Starting Life Fresh: Living to Win

IMG_0240_David J. Rogers, Author Fighting to Win

Wouldn’t it be nice, wouldn’t it be grand and wonderful, wouldn’t it be lovely, if you and I had been granted… two lives, the first an experimental existence. We could make mistakes—all the mistakes we want, going this way, going that, exploring, trying and sometimes succeeding and sometimes failing. We would then correct our mistakes in our second life, our REAL life. Then you could become the person you were always meant to be, the real you, THE TRUE PERSON.

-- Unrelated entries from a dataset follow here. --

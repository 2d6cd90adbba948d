//! Event loop: polls the terminal, dispatches keys, renders shell regions.
//!
//! Keys go to the keymap first; anything unbound falls through to the
//! focused widget. Widgets reply with command requests rather than acting
//! on the shell directly.

use std::io;
use std::rc::Rc;
use std::time::Duration;

use crossterm::event::KeyEventKind;
use ratatui::backend::CrosstermBackend;
use ratatui::layout::{Constraint, Direction, Layout, Rect};
use ratatui::{Frame, Terminal};
use serde_json::Value;
use tokio::runtime::Runtime;

use crate::app::{AppShell, EventResult, LayoutState, Region};
use crate::core::{InputEvent, Key, KeyLookup};

use super::terminal_guard::TerminalGuard;

const POLL_INTERVAL: Duration = Duration::from_millis(50);

pub fn run(shell: &Rc<AppShell>, runtime: &Runtime) -> io::Result<()> {
    let guard = TerminalGuard::new()?;

    let (sig_tx, sig_rx) = std::sync::mpsc::channel::<()>();
    #[cfg(unix)]
    let _signal_thread = super::terminal_guard::install_termination_signals(guard.restorer(), sig_tx)?;
    #[cfg(not(unix))]
    drop(sig_tx);

    let backend = CrosstermBackend::new(io::stdout());
    let mut terminal = Terminal::new(backend)?;
    let mut pending: Vec<Key> = Vec::new();

    while !shell.quit_requested() {
        if sig_rx.try_recv().is_ok() {
            tracing::info!("termination signal received");
            break;
        }

        terminal.draw(|frame| render(shell, frame))?;

        if crossterm::event::poll(POLL_INTERVAL)? {
            let event = InputEvent::from(crossterm::event::read()?);
            handle_event(shell, runtime, &mut pending, &event);
        }
    }

    drop(guard);
    Ok(())
}

fn handle_event(shell: &AppShell, runtime: &Runtime, pending: &mut Vec<Key>, event: &InputEvent) {
    match event {
        InputEvent::Key(key_event)
            if matches!(key_event.kind, KeyEventKind::Press | KeyEventKind::Repeat) =>
        {
            let key = Key::from(*key_event);
            pending.push(key);

            let context = shell.focus_context();
            match shell.commands().lookup_key(pending, &context) {
                KeyLookup::Exact { command, args } => {
                    pending.clear();
                    execute(shell, runtime, &command, args);
                }
                KeyLookup::Pending => {}
                KeyLookup::NoMatch => {
                    let was_chord = pending.len() > 1;
                    pending.clear();
                    if was_chord {
                        // A broken chord: give its last key one more chance
                        // as a standalone binding before falling through.
                        match shell.commands().lookup_key(&[key], &context) {
                            KeyLookup::Exact { command, args } => {
                                execute(shell, runtime, &command, args);
                                return;
                            }
                            KeyLookup::Pending => {
                                pending.push(key);
                                return;
                            }
                            KeyLookup::NoMatch => {}
                        }
                    }
                    deliver_to_focused(shell, runtime, event);
                }
            }
        }
        InputEvent::Key(_) => {}
        InputEvent::Resize(_, _) => {}
        _ => deliver_to_focused(shell, runtime, event),
    }
}

fn deliver_to_focused(shell: &AppShell, runtime: &Runtime, event: &InputEvent) {
    let result = shell.with_layout(|layout| {
        let key = layout.focused()?;
        let widget = layout.widget_mut(key)?;
        Some(widget.handle_input(event))
    });

    if let Some(EventResult::Command { id, args }) = result {
        execute(shell, runtime, &id, args);
    }
}

fn execute(shell: &AppShell, runtime: &Runtime, id: &str, args: Value) {
    match runtime.block_on(shell.commands().execute(id, args)) {
        Ok(_) => tracing::debug!(command = %id, "command executed"),
        Err(err) => tracing::warn!(command = %id, error = %err, "command failed"),
    }
}

fn render(shell: &AppShell, frame: &mut Frame) {
    shell.with_layout(|layout| {
        let mut area = frame.area();

        if layout.is_region_visible(Region::Top) {
            for key in layout.widgets_in(Region::Top).to_vec() {
                let height = layout
                    .widget(key)
                    .map(|w| w.preferred_height().max(1))
                    .unwrap_or(1)
                    .min(area.height);
                let (top, rest) = split_top(area, height);
                if let Some(widget) = layout.widget_mut(key) {
                    widget.render(frame, top);
                }
                area = rest;
            }
        }

        if layout.is_region_visible(Region::Bottom)
            && !layout.widgets_in(Region::Bottom).is_empty()
        {
            let height = layout.config(Region::Bottom).size.min(area.height);
            let (rest, bottom) = split_bottom(area, height);
            render_stack(layout, frame, Region::Bottom, bottom);
            area = rest;
        }

        if layout.is_region_visible(Region::Left) && !layout.widgets_in(Region::Left).is_empty() {
            let width = layout.config(Region::Left).size.min(area.width);
            let (left, rest) = split_left(area, width);
            render_stack(layout, frame, Region::Left, left);
            area = rest;
        }

        if layout.is_region_visible(Region::Right) && !layout.widgets_in(Region::Right).is_empty()
        {
            let width = layout.config(Region::Right).size.min(area.width);
            let (rest, right) = split_right(area, width);
            render_stack(layout, frame, Region::Right, right);
            area = rest;
        }

        let main_keys = layout.widgets_in(Region::Main).to_vec();
        let shown = layout
            .current()
            .filter(|key| main_keys.contains(key))
            .or_else(|| main_keys.first().copied());
        if let Some(key) = shown {
            if let Some(widget) = layout.widget_mut(key) {
                widget.render(frame, area);
            }
        }
    });
}

/// Stacks a region's widgets vertically. A preferred height of zero means
/// the widget takes whatever remains.
fn render_stack(layout: &mut LayoutState, frame: &mut Frame, region: Region, area: Rect) {
    let keys = layout.widgets_in(region).to_vec();
    if keys.is_empty() {
        return;
    }

    let constraints: Vec<Constraint> = keys
        .iter()
        .map(|key| match layout.widget(*key).map(|w| w.preferred_height()) {
            Some(0) => Constraint::Min(1),
            Some(height) => Constraint::Length(height),
            None => Constraint::Length(1),
        })
        .collect();

    let chunks = Layout::default()
        .direction(Direction::Vertical)
        .constraints(constraints)
        .split(area);

    for (key, rect) in keys.iter().zip(chunks.iter()) {
        if let Some(widget) = layout.widget_mut(*key) {
            widget.render(frame, *rect);
        }
    }
}

fn split_top(area: Rect, height: u16) -> (Rect, Rect) {
    let height = height.min(area.height);
    (
        Rect { height, ..area },
        Rect {
            y: area.y + height,
            height: area.height - height,
            ..area
        },
    )
}

fn split_bottom(area: Rect, height: u16) -> (Rect, Rect) {
    let height = height.min(area.height);
    (
        Rect {
            height: area.height - height,
            ..area
        },
        Rect {
            y: area.y + area.height - height,
            height,
            ..area
        },
    )
}

fn split_left(area: Rect, width: u16) -> (Rect, Rect) {
    let width = width.min(area.width);
    (
        Rect { width, ..area },
        Rect {
            x: area.x + width,
            width: area.width - width,
            ..area
        },
    )
}

fn split_right(area: Rect, width: u16) -> (Rect, Rect) {
    let width = width.min(area.width);
    (
        Rect {
            width: area.width - width,
            ..area
        },
        Rect {
            x: area.x + area.width - width,
            width,
            ..area
        },
    )
}

#[cfg(test)]
mod tests {
    use super::*;

    #[test]
    fn splits_partition_the_area() {
        let area = Rect::new(0, 0, 80, 24);

        let (top, rest) = split_top(area, 2);
        assert_eq!(top.height, 2);
        assert_eq!(rest.height, 22);
        assert_eq!(rest.y, 2);

        let (rest, bottom) = split_bottom(area, 8);
        assert_eq!(bottom.height, 8);
        assert_eq!(bottom.y, 16);
        assert_eq!(rest.height, 16);

        let (left, rest) = split_left(area, 32);
        assert_eq!(left.width, 32);
        assert_eq!(rest.x, 32);
        assert_eq!(rest.width, 48);
    }

    #[test]
    fn splits_clamp_to_available_space() {
        let area = Rect::new(0, 0, 10, 4);
        let (top, rest) = split_top(area, 100);
        assert_eq!(top.height, 4);
        assert_eq!(rest.height, 0);
    }
}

We have but one life, but this one life can be changed in an instant. It can become two lives. The life before the changes and the life after them. We are perfectly free to start fresh at will on a new course, a more fruitful course, a better course any moment we wish, putting aside disappointments, discouragements, false starts, and failures.

To make such changes what will we need?

To start fresh we must have new information, new insights, new skills, and new inspirations.

David J. Rogers

Author of Fighting to Win: Samurai Techniques for Your Work and Life

© 2014 David J. Rogers


8 responses to “Starting Life Fresh: Living to Win

  1. David – I enjoyed this, and I write about diverse things in life too! Your observation here is so true, before and after life events.


    • davidjrogersftw

      Vicki, I looked at your blog and I can understand better now where you’re coming from. Thanks for taking the time to reach me and let’s stay in touch.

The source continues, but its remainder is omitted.